Die Zelllyse dauert nur ein paar Minuten pro Vertiefung, aber die Homogenisierung von Gewebe kann 10-20 Minuten pro Probe dauern, je nachdem, wie zäh das Gewebe ist.

  • (PBS waschen)
  • Trizol hinzufügen(Zelllyse)

1ml / 3.5 cm Durchmesser Well (6-well) 5ml / 75 ml Flasche

  • durch mehrmaliges Pipettieren homogenisieren (mechanische Lyse)

alternativ für Röhrchen: 1 min vortexen alternativ für Gewebe: 1 g Gewebe in flüssigem Stickstoff in einem Mörser und Stößel zerkleinern, Gewebe in ein Kunststoff-Zentrifugenröhrchen mit Schraubverschluss + 15 ml TRIzol-Reagenz geben, Proben 5 min bei Raumtemperatur oder 60° C (je nach Bedarf) inkubieren

  • (5min bei RT für vollständige Dissoziation der Nukleoproteinkomplexe)

RNA ist in Trizol stabil, das RNasen deaktiviert. Sie können an dieser Stelle eine Pause einlegen und die Probe für kurze Zeit in Trizol belassen oder für längere Zeit einfrieren.

Phasentrennung

15-45 min je nach Anzahl der Proben und ob ein zusätzlicher Chloroform-Waschgang erforderlich ist

  • Chloroform zugeben (1/5 Volumen Trizol; z.z. B. 0,2ml bis 1ml)
  • schütteln für 15 sec (Eccles-Protokoll: nicht vortexen)
  • inkubieren 2-5 min bei RT
  • spinnen max. 12000g, 5-15 min, 2-8°C

wenn die Zentrifugation nicht ausreichend war, wird die DNA-haltige Interphase wolkenartig und schlecht verdichtet sein

wenn der Überstand trübe erscheint, kann hier ein zusätzlicher Chloroform-Reinigungsschritt eingefügt werden.

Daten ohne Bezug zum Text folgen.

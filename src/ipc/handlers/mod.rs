pub mod catalog;
pub mod core;
pub mod enrollments;
pub mod self_service;

use super::error::HandlerErr;
use super::types::{AppState, Session};
use crate::roles::{has_role, Role};
use serde::de::DeserializeOwned;
use serde::Serialize;

fn require_session(state: &mut AppState) -> Result<&mut Session, HandlerErr> {
    state.session.as_mut().ok_or_else(|| {
        HandlerErr::new(
            "not_configured",
            "no session; call session.configure first",
        )
    })
}

/// Role gate run before any screen is touched.
fn require_role(state: &mut AppState, role: Role) -> Result<&mut Session, HandlerErr> {
    let session = require_session(state)?;
    if !has_role(&session.roles, role) {
        tracing::info!(role = role.as_claim(), "role check failed");
        return Err(HandlerErr::new(
            "forbidden",
            format!("requires role {}", role.as_claim()),
        ));
    }
    Ok(session)
}

fn get_required_str(params: &serde_json::Value, key: &str) -> Result<String, HandlerErr> {
    params
        .get(key)
        .and_then(|v| v.as_str())
        .map(|s| s.to_string())
        .ok_or_else(|| HandlerErr::bad_params(format!("missing params.{key}")))
}

fn get_form<T: DeserializeOwned>(params: &serde_json::Value) -> Result<T, HandlerErr> {
    let Some(raw) = params.get("form") else {
        return Err(HandlerErr::bad_params("missing params.form"));
    };
    serde_json::from_value(raw.clone())
        .map_err(|e| HandlerErr::bad_params(format!("invalid params.form: {e}")))
}

fn to_result<T: Serialize>(value: T) -> Result<serde_json::Value, HandlerErr> {
    serde_json::to_value(value)
        .map_err(|e| HandlerErr::new("internal", format!("failed to encode result: {e}")))
}
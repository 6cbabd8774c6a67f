//! # Marktide Execution Crate
//!
//! This crate defines the `ExecutionHandler` contract for turning orders into
//! fills, and provides `SimulatedExecutionHandler`, the deterministic
//! "virtual exchange" every backtest runs against.
//!
//! ## Architectural Principles
//!
//! - **Exactly One Fill Per Order:** The dispatch loop hands an order in; one
//!   fill receipt comes back on the queue. The handler never mutates the
//!   portfolio itself; the fill flows back through the queue and the
//!   portfolio applies it.
//! - **Deterministic Simulation:** The simulated variant prices fills purely
//!   from the order and the latest visible bar, with no randomness and no
//!   I/O, so a replay produces identical results every time.
//!
//! ## Public API
//!
//! - `ExecutionHandler`: The core trait for all execution engines.
//! - `SimulatedExecutionHandler`: The virtual exchange for backtesting.
//! - `ExecutionError`: The specific error types that can be returned from this crate.

// Declare the modules that constitute this crate.
pub mod error;
pub mod simulated;

// Re-export the key components to provide a clean, public-facing API.
pub use error::ExecutionError;
pub use simulated::SimulatedExecutionHandler;

use async_trait::async_trait;
use events::{EventQueue, OrderEvent};
use market_data::DataHandler;

/// A generic trait for an execution engine.
///
/// This trait allows the dispatch loop to be agnostic about whether it is
/// talking to a simulated exchange or a real one. The method is async so a
/// live implementation can perform network I/O behind the same contract.
#[async_trait]
pub trait ExecutionHandler: Send + Sync {
    /// Executes an `OrderEvent`, enqueueing exactly one `FillEvent`.
    async fn execute_order(
        &mut self,
        order: &OrderEvent,
        data: &dyn DataHandler,
        queue: &EventQueue,
    ) -> Result<(), ExecutionError>;
}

  • wässrige obere Phase in neues Röhrchen überführen

Aufpassen, dass die DNA-haltige weiße Interphase nicht aspiriert wird. Dies geschieht schnell und führt zu einer DNA-Kontamination in Ihrem RNA-Präparat.

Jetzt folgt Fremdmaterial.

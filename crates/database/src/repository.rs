use crate::DbError;
use rust_decimal::Decimal;
use sqlx::postgres::PgPool;
use sqlx::Row;

/// One raw row of the minute-candle table, exactly as the store records it.
///
/// The `timestamp` column is kept as the ISO-8601 string the store uses
/// (fractional seconds, trailing `Z`); parsing it into a typed timestamp is
/// the data handler's job, so this crate stays a thin adapter.
#[derive(Debug, Clone)]
pub struct CandleRow {
    pub id: i64,
    pub timestamp: String,
    pub open: Decimal,
    pub high: Decimal,
    pub low: Decimal,
    pub close: Decimal,
    pub volume: Decimal,
    pub instrument_id: String,
}

/// The `CandleRepository` provides a high-level, application-specific
/// interface to the candle archive. It encapsulates all SQL for this system.
#[derive(Debug, Clone)]
pub struct CandleRepository {
    pool: PgPool,
}

impl CandleRepository {
    /// Creates a new `CandleRepository` with a shared database connection pool.
    pub fn new(pool: PgPool) -> Self {
        Self { pool }
    }

    /// Fetches every candle row in chronological order, for all instruments.
    ///
    /// A backtest loads its entire universe in this one query; per-symbol
    /// projection and timeline alignment happen in memory afterwards.
    pub async fn fetch_all_candles(&self) -> Result<Vec<CandleRow>, DbError> {
        let rows = sqlx::query(
            r#"
            SELECT id, timestamp, open, high, low, close, volume, instrument_id
            FROM candles_60s
            ORDER BY timestamp ASC, instrument_id ASC
            "#,
        )
        .fetch_all(&self.pool)
        .await?;

        let candles = rows
            .into_iter()
            .map(|row| CandleRow {
                id: row.get("id"),
                timestamp: row.get("timestamp"),
                open: row.get("open"),
                high: row.get("high"),
                low: row.get("low"),
                close: row.get("close"),
                volume: row.get("volume"),
                instrument_id: row.get("instrument_id"),
            })
            .collect();

        Ok(candles)
    }
}
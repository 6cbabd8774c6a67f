use thiserror::Error;

#[derive(Error, Debug)]
pub enum PortfolioError {
    #[error("Not enough cash to honour fill. Required: {required}, Available: {available}")]
    InsufficientCash { required: String, available: String },

    #[error("Data handler error while marking portfolio: {0}")]
    Data(#[from] market_data::DataError),
}
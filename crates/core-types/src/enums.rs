use serde::{Deserialize, Serialize};

/// The advice a strategy attaches to a signal.
#[derive(Debug, Clone, Copy, PartialEq, Eq, Serialize, Deserialize)]
pub enum SignalKind {
    Long,
    Short,
    Exit,
}

#[derive(Debug, Clone, Copy, PartialEq, Eq, Serialize, Deserialize)]
pub enum TradeDirection {
    Buy,
    Sell,
}

#[derive(Debug, Clone, Copy, PartialEq, Eq, Serialize, Deserialize)]
pub enum OrderKind {
    Market,
    Limit,
}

TRIZOL phases after chloroform addition TOP - colourless aqueous phase (RNA) - 60% TRIZOL volumeMIDDLE - interphase (DNA)BOTTOM - red (organic) phenol-chloroform phase (proteins & lipids)

RNA-Fällung und Waschen

20-40 min je nach Anzahl der Proben

  • Isopropanol hinzufügen (70% der wässrigen Phase oder 1/2 Trizol-Volumen)
  • 0,8 M Natriumzitrat oder 1.2 M NaCl kann hinzugefügt werden
  • (10min bei RT inkubieren)
  • max g, 10-15 min, 4ºC
  • Überstand entfernen
  • (alternative RNA-Fällung – RNeasy von Qiagen) besser als Alkohol-Fällung für kleinere RNA-Mengen (geringeres Risiko, ein winziges Nukleinsäure-Pellet zu verlieren); reduziert auch das Risiko einer Kontamination durch organische Lösungsmittel

ähnliche Kits wie RNeasy: MinElute Kit, oder Affymetrix Probenreinigung

RNA waschen

15-30 min je nach Anzahl der Proben

  • Pellet 70% EtOH waschen (& kurz vortexen)

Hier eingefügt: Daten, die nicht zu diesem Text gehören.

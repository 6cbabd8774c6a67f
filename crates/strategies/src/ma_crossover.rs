use crate::error::StrategyError;
use crate::Strategy;
use configuration::MaCrossoverParams;
use core_types::SignalKind;
use events::{Event, EventQueue, MarketEvent, SignalEvent};
use market_data::{DataError, DataHandler};
use rust_decimal::prelude::*;
use rust_decimal_macros::dec;
use ta::indicators::SimpleMovingAverage as Sma;
use ta::Next;

/// Per-symbol indicator state.
///
/// The previous MA values are what let us detect the crossover *event*
/// rather than the crossed *state*.
struct SymbolState {
    ma_fast: Sma,
    ma_slow: Sma,
    prev_fast: Option<Decimal>,
    prev_slow: Option<Decimal>,
}

/// The Double Moving Average Crossover strategy, long-only.
///
/// A Long signal fires when the fast MA crosses above the slow MA; an Exit
/// signal fires when it crosses back below.
pub struct MaCrossover {
    params: MaCrossoverParams,
    states: Vec<(String, SymbolState)>,
}

impl MaCrossover {
    /// Creates a new `MaCrossover` over the given symbols.
    ///
    /// It performs validation to ensure the parameters are logical.
    pub fn new(params: MaCrossoverParams, symbols: Vec<String>) -> Result<Self, StrategyError> {
        if params.fast_period >= params.slow_period {
            return Err(StrategyError::InvalidParameters(
                "Fast MA period must be less than Slow MA period".to_string(),
            ));
        }

        let states = symbols
            .into_iter()
            .map(|symbol| {
                let state = SymbolState {
                    ma_fast: Sma::new(params.fast_period)
                        .map_err(|e| StrategyError::IndicatorError(e.to_string()))?,
                    ma_slow: Sma::new(params.slow_period)
                        .map_err(|e| StrategyError::IndicatorError(e.to_string()))?,
                    prev_fast: None,
                    prev_slow: None,
                };
                Ok((symbol, state))
            })
            .collect::<Result<_, StrategyError>>()?;

        Ok(Self { params, states })
    }
}

impl Strategy for MaCrossover {
    /// Feeds each symbol's newly revealed close into its moving averages and
    /// emits a signal when the fast MA crosses the slow MA.
    fn calculate_signals(
        &mut self,
        _event: &MarketEvent,
        data: &dyn DataHandler,
        queue: &EventQueue,
    ) -> Result<(), StrategyError> {
        for (symbol, state) in &mut self.states {
            let bar = match data.latest_bar(symbol) {
                Ok(Some(bar)) => bar,
                Ok(None) => continue,
                Err(DataError::UnknownSymbol(_)) => {
                    tracing::warn!(%symbol, "symbol not in data universe, skipping");
                    continue;
                }
                Err(e) => return Err(StrategyError::IndicatorError(e.to_string())),
            };

            // The `ta` crate uses `f64`. This is a controlled and accepted
            // precision trade-off for using the library.
            let close_f64 = bar.close.to_f64().ok_or_else(|| {
                StrategyError::IndicatorError(format!("close {} out of f64 range", bar.close))
            })?;

            let current_fast = Decimal::from_f64(state.ma_fast.next(close_f64))
                .ok_or_else(|| StrategyError::IndicatorError("fast MA not finite".to_string()))?;
            let current_slow = Decimal::from_f64(state.ma_slow.next(close_f64))
                .ok_or_else(|| StrategyError::IndicatorError("slow MA not finite".to_string()))?;

            // Ensure we have previous MA values to detect a crossover.
            // This implicitly handles the warm-up period for the indicators.
            if let (Some(prev_fast), Some(prev_slow)) = (state.prev_fast, state.prev_slow) {
                let is_bullish_cross = prev_fast <= prev_slow && current_fast > current_slow;
                let is_bearish_cross = prev_fast >= prev_slow && current_fast < current_slow;

                if is_bullish_cross {
                    tracing::debug!(%symbol, fast = %current_fast, slow = %current_slow,
                        periods = ?(self.params.fast_period, self.params.slow_period),
                        "bullish crossover");
                    queue.push(Event::Signal(SignalEvent {
                        symbol: symbol.clone(),
                        timestamp: bar.timestamp,
                        kind: SignalKind::Long,
                        strength: dec!(1.0),
                    }));
                } else if is_bearish_cross {
                    tracing::debug!(%symbol, fast = %current_fast, slow = %current_slow,
                        "bearish crossover");
                    queue.push(Event::Signal(SignalEvent {
                        symbol: symbol.clone(),
                        timestamp: bar.timestamp,
                        kind: SignalKind::Exit,
                        strength: dec!(1.0),
                    }));
                }
            }

            // Update state for the next evaluation.
            state.prev_fast = Some(current_fast);
            state.prev_slow = Some(current_slow);
        }

        Ok(())
    }
}

#[cfg(test)]
mod tests {
    use super::*;
    use database::CandleRow;
    use market_data::HistoricBars;
    use rust_decimal::Decimal;

    fn rows_from_closes(closes: &[Decimal]) -> Vec<CandleRow> {
        closes
            .iter()
            .enumerate()
            .map(|(i, close)| CandleRow {
                id: i as i64,
                timestamp: format!("2021-03-01T00:{:02}:00.000Z", i),
                open: *close,
                high: *close,
                low: *close,
                close: *close,
                volume: dec!(1),
                instrument_id: "AAA".to_string(),
            })
            .collect()
    }

    async fn collect_signals(closes: &[Decimal]) -> Vec<SignalEvent> {
        let universe = vec!["AAA".to_string()];
        let mut data = HistoricBars::from_rows(&universe, rows_from_closes(closes)).unwrap();
        let params = MaCrossoverParams {
            fast_period: 2,
            slow_period: 3,
        };
        let mut strategy = MaCrossover::new(params, universe).unwrap();
        let queue = EventQueue::new();
        let mut signals = Vec::new();

        while data.continue_backtest() {
            data.update_bars(&queue).await.unwrap();
            while let Some(event) = queue.pop() {
                match event {
                    Event::Market(market) => {
                        strategy.calculate_signals(&market, &data, &queue).unwrap()
                    }
                    Event::Signal(signal) => signals.push(signal),
                    other => panic!("unexpected event {:?}", other),
                }
            }
        }
        signals
    }

    #[test]
    fn rejects_inverted_periods() {
        let params = MaCrossoverParams {
            fast_period: 13,
            slow_period: 5,
        };
        assert!(MaCrossover::new(params, vec!["AAA".to_string()]).is_err());
    }

    #[tokio::test]
    async fn emits_exit_then_long_across_a_v_shaped_series() {
        // Falling closes push the fast MA below the slow (bearish cross),
        // the rebound pushes it back above (bullish cross).
        let signals = collect_signals(&[
            dec!(10),
            dec!(9),
            dec!(8),
            dec!(9),
            dec!(12),
        ])
        .await;

        assert_eq!(signals.len(), 2);
        assert_eq!(signals[0].kind, SignalKind::Exit);
        assert_eq!(signals[1].kind, SignalKind::Long);
        assert_eq!(signals[1].symbol, "AAA");
    }

    #[tokio::test]
    async fn a_flat_series_never_crosses() {
        let signals =
            collect_signals(&[dec!(5), dec!(5), dec!(5), dec!(5), dec!(5)]).await;
        assert!(signals.is_empty());
    }
}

70% Ethanol zubereitet mit RNase-freiem Wasser

manche bevorzugen es, das Pellet mehr als einmal mit 70% Ethanol zu waschen

  • spin max g, 2-10 min, 4ºC
  • Lufttrocknen des Pellets für 5-10 min Das Pellet nicht zu sehr trocknen, sonst lässt es sich nicht wieder auflösen.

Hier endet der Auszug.